Microsoft Introduces Protection Against Malicious Drivers
Microsoft plans to introduce new functionality in its operating systems, Windows 10 and Windows 11, as well as for Windows Server 2016. Microsoft Defender is, although the most basic and among the most popular programs to protect computers from malware and viruses, so it is not surprising that the company is working to improve its functionality.
The new capability that Windows Defender will get is called Vulnerable Driver Blocklist, and the main purpose will be to protect the system from potentially malicious drivers, as well as those drivers that may have a flaw that would allow exploitation and security errors and access to the system.
Microsoft's vice president of operating system security, David Weston, announced the arrival of this feature in his tweet, "Enable a more aggressive approach to block malicious content that includes dangerous drivers."

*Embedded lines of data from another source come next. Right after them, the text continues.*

//! Configuration loading and credential service wiring

use anyhow::Context;
use std::sync::Arc;
use tracing::info;

use st_core::services::{Clock, CredentialService, SystemClock, TokenServiceConfig};
use st_shared::config::{AppConfig, AuthConfig, Environment};

use crate::database::{DatabasePool, MySqlRefreshTokenStore, MySqlUserDirectory};
use crate::logging::init_tracing;
use crate::InfrastructureError;

/// Credential service backed by MySQL
pub type MySqlCredentialService = CredentialService<MySqlRefreshTokenStore, MySqlUserDirectory>;

/// Everything a host process needs to serve credentials
pub struct CredentialStack {
    pub config: AppConfig,
    pub pool: DatabasePool,
    pub credentials: Arc<MySqlCredentialService>,
}

/// Load and validate the application configuration
///
/// Sources, lowest precedence first:
/// 1. `.env` and the environment's `.env.<name>` file, then plain variables
///    such as `JWT_SECRET` and `DATABASE_URL`
/// 2. `config.<environment>.toml` in the working directory, if present
/// 3. `APP__SECTION__KEY` variables, e.g. `APP__AUTH__JWT__ISSUER`
pub fn load_config() -> Result<AppConfig, InfrastructureError> {
    dotenvy::dotenv().ok();
    let environment = Environment::from_env();
    dotenvy::from_filename(environment.env_file()).ok();

    let defaults = AppConfig::from_env();
    let settings = config::Config::builder()
        .add_source(config::Config::try_from(&defaults)?)
        .add_source(config::File::with_name(environment.config_file()).required(false))
        .add_source(
            config::Environment::with_prefix("APP")
                .prefix_separator("__")
                .separator("__"),
        )
        .build()?;

    let app: AppConfig = settings.try_deserialize()?;
    app.validate()?;
    Ok(app)
}

/// Build the credential service over an existing pool
pub fn build_credential_service(
    auth: &AuthConfig,
    pool: &DatabasePool,
    clock: Arc<dyn Clock>,
) -> Result<MySqlCredentialService, InfrastructureError> {
    let token_config = TokenServiceConfig::try_from(auth)?;
    let store = Arc::new(MySqlRefreshTokenStore::new(pool.get_pool().clone()));
    let users = Arc::new(MySqlUserDirectory::new(pool.get_pool().clone()));

    Ok(CredentialService::new(store, users, clock, &token_config)?)
}

/// Load configuration, install logging, connect, migrate and wire the services
pub async fn initialize() -> anyhow::Result<CredentialStack> {
    let config = load_config().context("failed to load configuration")?;
    init_tracing(&config.logging);

    info!(environment = %config.environment, "Initializing credential services");

    let pool = DatabasePool::new(config.database.clone())
        .await
        .context("failed to connect to the database")?;
    pool.run_migrations()
        .await
        .context("failed to run database migrations")?;

    let credentials = build_credential_service(&config.auth, &pool, Arc::new(SystemClock))
        .context("failed to build credential service")?;

    info!(stats = %pool.get_statistics(), "Credential services initialized");

    Ok(CredentialStack {
        config,
        pool,
        credentials: Arc::new(credentials),
    })
}
//! Domain layer containing entities and value objects.

pub mod entities;
pub mod value_objects;

// Re-export commonly used domain types
pub use entities::*;
pub use value_objects::*;
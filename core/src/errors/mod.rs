//! Domain-specific error types and error handling.

mod types;


pub use types::{TokenError, ValidationError};

use st_shared::errors::{error_codes, ConfigError, ErrorResponse, IntoErrorResponse, INVALID_CREDENTIAL_MESSAGE};
use thiserror::Error;

/// Core domain errors
#[derive(Error, Debug)]
pub enum DomainError {
    #[error("Validation error: {message}")]
    Validation { message: String },

    #[error("Resource not found: {resource}")]
    NotFound { resource: String },

    /// Lost an atomic state transition to a concurrent writer
    #[error("Conflict: {message}")]
    Conflict { message: String },

    #[error("Operation cancelled")]
    Cancelled,

    #[error("Internal error: {message}")]
    Internal { message: String },

    #[error(transparent)]
    Token(#[from] TokenError),

    #[error(transparent)]
    ValidationErr(#[from] ValidationError),

    #[error(transparent)]
    Config(#[from] ConfigError),
}

impl DomainError {
    /// Whether this failure must be reported to the caller as an invalid credential.
    ///
    /// Unknown, expired, revoked and forged tokens, a vanished user and a lost
    /// rotation race are indistinguishable from the outside.
    pub fn is_credential_failure(&self) -> bool {
        matches!(
            self,
            DomainError::Token(_) | DomainError::NotFound { .. } | DomainError::Conflict { .. }
        )
    }

    /// Short label for structured logs
    pub fn kind(&self) -> &'static str {
        match self {
            DomainError::Validation { .. } | DomainError::ValidationErr(_) => "validation",
            DomainError::NotFound { .. } => "not_found",
            DomainError::Conflict { .. } => "conflict",
            DomainError::Cancelled => "cancelled",
            DomainError::Internal { .. } => "internal",
            DomainError::Token(_) => "security_token",
            DomainError::Config(_) => "config",
        }
    }
}

impl IntoErrorResponse for DomainError {
    fn to_error_response(&self) -> ErrorResponse {
        if self.is_credential_failure() {
            return ErrorResponse::new(error_codes::TOKEN_INVALID, INVALID_CREDENTIAL_MESSAGE);
        }
        match self {
            DomainError::Validation { message } => {
                ErrorResponse::new(error_codes::VALIDATION_ERROR, message.clone())
            }
            DomainError::ValidationErr(e) => {
                ErrorResponse::new(error_codes::VALIDATION_ERROR, e.to_string())
            }
            DomainError::Cancelled => {
                ErrorResponse::new(error_codes::REQUEST_CANCELLED, "Request cancelled")
            }
            _ => ErrorResponse::new(error_codes::INTERNAL_ERROR, "Internal server error"),
        }
    }
}

pub type DomainResult<T> = Result<T, DomainError>;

This functionality will be automatically enabled on Windows 10 operating systems that are in S mode, as well as on other mobile devices that have a functionality called Memory Integrity Core Isolation.
This capability within Windows Defender will rely on a list of blocked drivers maintained by Microsoft itself along with its major partners. According to ZDNet, the reason for blocking these drivers will most often be a security flaw present in their code that can be used for unauthorized access to the system.
Such vulnerabilities cause these drivers to potentially behave like malware and may exhibit behavior that would bypass the Windows Security Model and allow access to kernel privileges. So, potentially serious problems for exposed users, writes ZDNet.
Currently, there is no specific information on which versions of Windows 10 and Windows 11 this upgrade of Windows Defender will be available for, so it is not known which users will be able to take advantage of this new feature.
In light of recent problems with Google and the popular Chrome
browser, it's good to see that a large company like Microsoft is actively
working to improve its security measures. It remains to be seen to what extent
all this will be effective, and how much the users will like it.